La ley ha puesto en bandeja la polémica. Si el PP reprocha al Gobierno su afán prohibicionista, los especialistas en nutrición entienden que, en la práctica, esa regulación no servirá de nada -como ya sucedió en Estados Unidos- si no se cuenta con la familia. «Si no se colabora con ella y no se la implica en el cambio de hábitos alimentarios y se busca su complicidad, toda legislación resultará inútil», asevera Xesús Manuel Suárez García, endocrino y profesor de dietética. No basta con confeccionar un menú saludable si, en cuanto salen de clase, los alumnos hacen parada obligatoria en el quiosco y luego en su casa abusan de los refrescos, los dulces y las pizzas. La culpa no es de los menores, sino de los padres y del modo de vida que se impone. La ocupación laboral deja poco tiempo para cocinar, se abusa de los alimentos precocinados, muy grasos y salados en general, y de las fritangas. Porque es más rápido y cómodo hacer un huevo frito o rebozar el pescado y la carne, que hacer un buen guiso con verduras o un plato de legumbres. Y si no hay tiempo ni de lo primero, para eso está el bocata de embutidos, paté o crema de cacao.

Fin de la buena dieta

«Nos estamos desviando de la dieta mediterránea. Y los que más se apartan son los colectivos de menor nivel educativo y cultural y los jóvenes», sentencia Martínez de Victoria, quien agrega que es en esos sectores de población donde la obesidad más se ceba. El director del Inyta no deja de sorprenderse de cómo ha evolucionado la tasa de obesidad infantil, del 4% en los años ochenta al 30% actual, y de las 'habilidades' de la industria agroalimentaria para captar clientes. «En los años sesenta, las hamburguesas de las grandes cadenas de comida rápida pesaban 125 gramos. Ahora 250. Los refrescos eran de 200 mililitros; ahora tienen 300», explica. Las raciones de la comida basura son tres veces más grandes de lo normal. Así que comemos más y peor. Y no se trata de no degustar una hamburguesa doble o una buena pizza, sino de ser prudentes y comer alimentos variados, lo que incluye carne, fruta y verduras. Una dieta poco saludable afecta a todos, dice el catedrático, «a la salud personal, global y al presupuesto del Estado». Porque es dinero público el que costea los medicamentos, las bajas laborales y los ingresos hospitalarios.

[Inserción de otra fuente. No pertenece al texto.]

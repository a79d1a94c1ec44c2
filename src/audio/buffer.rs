// Copyright (c) 2024 Mike Tsao

use super::interpolation::{positions_across, Interpolation};
use crate::{
    error::{Error, Result},
    types::{SampleRate, Seconds},
};

/// [SampleBuffer] owns realized audio: one or more equal-length channels of
/// `f64` samples, the rate they were sampled at, and a signed `shift`.
///
/// `shift` is the logical time, in samples, of buffer index 0. A buffer whose
/// content should start 100 samples late can carry `shift = 100` instead of
/// storing the silence; a buffer that has been padded at the front carries a
/// negative shift. Binary operations such as [SampleBuffer::mix()] line up
/// both operands by logical time before touching samples.
///
/// Channel count only grows during an operation. A mono buffer is treated as
/// "the same thing on every channel" and broadcasts to meet a multichannel
/// partner.
#[derive(Clone, Debug, PartialEq)]
pub struct SampleBuffer {
    channels: Vec<Vec<f64>>,
    sample_rate: SampleRate,
    shift: i64,
}
impl SampleBuffer {
    /// An empty mono buffer.
    pub fn new(sample_rate: SampleRate) -> Self {
        Self {
            channels: vec![Vec::default()],
            sample_rate,
            shift: 0,
        }
    }

    /// `num_channels` channels of `len` zeros.
    pub fn silent(num_channels: usize, len: usize, sample_rate: SampleRate) -> Self {
        Self {
            channels: vec![vec![0.0; len]; num_channels.max(1)],
            sample_rate,
            shift: 0,
        }
    }

    /// Copies a channels-by-time matrix into a new buffer.
    pub fn from_array(matrix: &[Vec<f64>], sample_rate: SampleRate) -> Result<Self> {
        Self::from_channels(matrix.to_vec(), sample_rate)
    }

    /// Copies a single channel into a new mono buffer.
    pub fn from_samples(samples: &[f64], sample_rate: SampleRate) -> Result<Self> {
        Self::from_channels(vec![samples.to_vec()], sample_rate)
    }

    /// Takes ownership of a single channel.
    pub fn mono(samples: Vec<f64>, sample_rate: SampleRate) -> Self {
        Self {
            channels: vec![samples],
            sample_rate,
            shift: 0,
        }
    }

    /// Takes ownership of a channels-by-time matrix.
    pub fn from_channels(channels: Vec<Vec<f64>>, sample_rate: SampleRate) -> Result<Self> {
        if channels.is_empty() {
            return Err(Error::InvalidShape(
                "a buffer needs at least one channel".to_string(),
            ));
        }
        let r = Self {
            channels,
            sample_rate,
            shift: 0,
        };
        r.check_shape()
            .map_err(|_| Error::InvalidShape("channels have different lengths".to_string()))?;
        Ok(r)
    }

    /// Fails if any two channels differ in length.
    pub fn check_shape(&self) -> Result<()> {
        let len = self.len();
        if let Some((i, c)) = self
            .channels
            .iter()
            .enumerate()
            .find(|(_, c)| c.len() != len)
        {
            return Err(Error::ShapeInvariantViolation(format!(
                "channel {i} has {} samples, but channel 0 has {len}",
                c.len()
            )));
        }
        if self.channels.is_empty() {
            return Err(Error::ShapeInvariantViolation(
                "buffer has no channels".to_string(),
            ));
        }
        Ok(())
    }

    #[allow(missing_docs)]
    pub fn num_channels(&self) -> usize {
        self.channels.len()
    }

    /// Number of samples per channel.
    pub fn len(&self) -> usize {
        self.channels.first().map_or(0, |c| c.len())
    }

    #[allow(missing_docs)]
    pub fn is_empty(&self) -> bool {
        self.len() == 0
    }

    #[allow(missing_docs)]
    pub fn is_mono(&self) -> bool {
        self.channels.len() == 1
    }

    /// Logical time of buffer index 0, in samples.
    pub fn shift(&self) -> i64 {
        self.shift
    }

    #[allow(missing_docs)]
    pub fn set_shift(&mut self, shift: i64) {
        self.shift = shift;
    }

    /// Logical time of the first sample.
    pub fn start(&self) -> i64 {
        self.shift
    }

    /// Logical time just past the last sample.
    pub fn end(&self) -> i64 {
        self.shift + self.len() as i64
    }

    #[allow(missing_docs)]
    pub fn sample_rate(&self) -> SampleRate {
        self.sample_rate
    }

    /// Relabels the buffer's rate without touching samples. See
    /// [SampleBuffer::resample()] for real conversion.
    pub fn set_sample_rate(&mut self, sample_rate: SampleRate) {
        self.sample_rate = sample_rate;
    }

    #[allow(missing_docs)]
    pub fn channel(&self, index: usize) -> Option<&[f64]> {
        self.channels.get(index).map(|c| c.as_slice())
    }

    #[allow(missing_docs)]
    pub fn channels(&self) -> &[Vec<f64>] {
        &self.channels
    }

    /// Mutable access to the samples. Whoever changes a channel's length must
    /// change every channel's length the same way.
    pub fn channels_mut(&mut self) -> &mut [Vec<f64>] {
        &mut self.channels
    }

    /// Replaces all the samples at once, keeping the rate and shift.
    pub fn replace_channels(&mut self, channels: Vec<Vec<f64>>) -> Result<()> {
        self.channels = channels;
        self.check_shape()
    }

    /// Gives up the samples.
    pub fn into_channels(self) -> Vec<Vec<f64>> {
        self.channels
    }

    /// Length in seconds.
    pub fn duration(&self) -> Seconds {
        Seconds(self.len() as f64 / self.sample_rate.0 as f64)
    }

    /// The largest absolute sample value, or zero if empty.
    pub fn peak(&self) -> f64 {
        self.channels
            .iter()
            .flat_map(|c| c.iter())
            .fold(0.0, |acc: f64, s| acc.max(s.abs()))
    }

    /// Pads `n` zeros at the front of every channel and moves `shift` back by
    /// `n`, so the existing content keeps its logical time. Negative `n` does
    /// nothing.
    pub fn push_forward(&mut self, n: i64) {
        if n <= 0 {
            return;
        }
        let n = n as usize;
        for c in self.channels.iter_mut() {
            c.splice(0..0, core::iter::repeat(0.0).take(n));
        }
        self.shift -= n as i64;
    }

    /// Pads `n` zeros at the end of every channel. Non-positive `n` does
    /// nothing.
    pub fn extend(&mut self, n: i64) {
        if n <= 0 {
            return;
        }
        let new_len = self.len() + n as usize;
        for c in self.channels.iter_mut() {
            c.resize(new_len, 0.0);
        }
    }

    /// Extends with zeros until the buffer is at least `len` samples long.
    pub fn pad_to_length(&mut self, len: usize) {
        if self.len() < len {
            self.extend((len - self.len()) as i64);
        }
    }

    /// Duplicates a mono buffer's only channel `num_channels` times. Content
    /// is copied, not scaled.
    pub fn broadcast_mono(&mut self, num_channels: usize) -> Result<()> {
        if !self.is_mono() {
            return Err(Error::UnsupportedOperation(format!(
                "can't broadcast a {}-channel buffer as if it were mono",
                self.num_channels()
            )));
        }
        if num_channels > 1 {
            let c = self.channels[0].clone();
            self.channels.resize(num_channels, c);
        }
        Ok(())
    }

    /// Appends silent channels until there are at least `num_channels`.
    pub fn pad_channels(&mut self, num_channels: usize) {
        let len = self.len();
        while self.channels.len() < num_channels {
            self.channels.push(vec![0.0; len]);
        }
    }

    /// Sums every channel into one. Does not scale.
    pub fn to_mono(&mut self) {
        if self.is_mono() {
            return;
        }
        let len = self.len();
        let mut sum = vec![0.0; len];
        for c in self.channels.iter() {
            sum.iter_mut().zip(c.iter()).for_each(|(s, v)| *s += v);
        }
        self.channels = vec![sum];
    }

    /// Reshapes `self` so that `other` fits inside it. Afterward both have the
    /// same channel count (mono broadcasts to match), and `self` covers the
    /// logical time window spanned by both. `other` may be changed too.
    pub fn conform(&mut self, other: &mut SampleBuffer) -> Result<()> {
        if other.is_mono() {
            other.broadcast_mono(self.num_channels())?;
        }
        if self.is_mono() {
            self.broadcast_mono(other.num_channels())?;
        }
        if self.num_channels() != other.num_channels() {
            return Err(Error::ChannelMismatch {
                expected: self.num_channels(),
                found: other.num_channels(),
            });
        }

        let start = self.start().min(other.start());
        let end = self.end().max(other.end());
        self.push_forward(self.start() - start);
        self.pad_to_length((end - start) as usize);
        Ok(())
    }

    /// Adds `other` into `self`, sample by sample, after lining up channels
    /// and logical time.
    pub fn mix(&mut self, mut other: SampleBuffer) -> Result<()> {
        if !self.is_mono() && !other.is_mono() && self.num_channels() != other.num_channels() {
            return Err(Error::ChannelMismatch {
                expected: self.num_channels(),
                found: other.num_channels(),
            });
        }
        self.conform(&mut other)?;
        let offset = (other.start() - self.start()) as usize;
        for (dst, src) in self.channels.iter_mut().zip(other.channels.iter()) {
            dst[offset..offset + src.len()]
                .iter_mut()
                .zip(src.iter())
                .for_each(|(d, s)| *d += s);
        }
        Ok(())
    }

    /// Places `other` so that its logical time 0 lands where `self` ends,
    /// then mixes it in. A negative shift on `other` overlaps the two.
    pub fn concat(&mut self, mut other: SampleBuffer) -> Result<()> {
        other.shift += self.end();
        self.mix(other)
    }

    /// Converts to a different sample rate by reading the existing samples at
    /// fractional positions.
    pub fn resample(&mut self, sample_rate: SampleRate, interpolation: Interpolation) {
        if sample_rate == self.sample_rate || self.is_empty() {
            self.sample_rate = sample_rate;
            return;
        }
        let factor = self.sample_rate.0 as f64 / sample_rate.0 as f64;
        let p = positions_across(self.len(), factor);
        self.channels = self
            .channels
            .iter()
            .map(|c| interpolation.sample(c, &p))
            .collect();
        self.shift = (self.shift as f64 / factor) as i64;
        self.sample_rate = sample_rate;
    }
}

De Victoria cree que el asunto alcanza tal magnitud que en Primaria debería impartirse una asignatura sobre educación para la alimentación y la salud, propuesta que también apoya la Fundación Española para la Nutrición. Y da un consejo: «La mejor herencia que se puede dejar a los hijos no es el dinero, sino una buena perspectiva en salud y calidad de vida».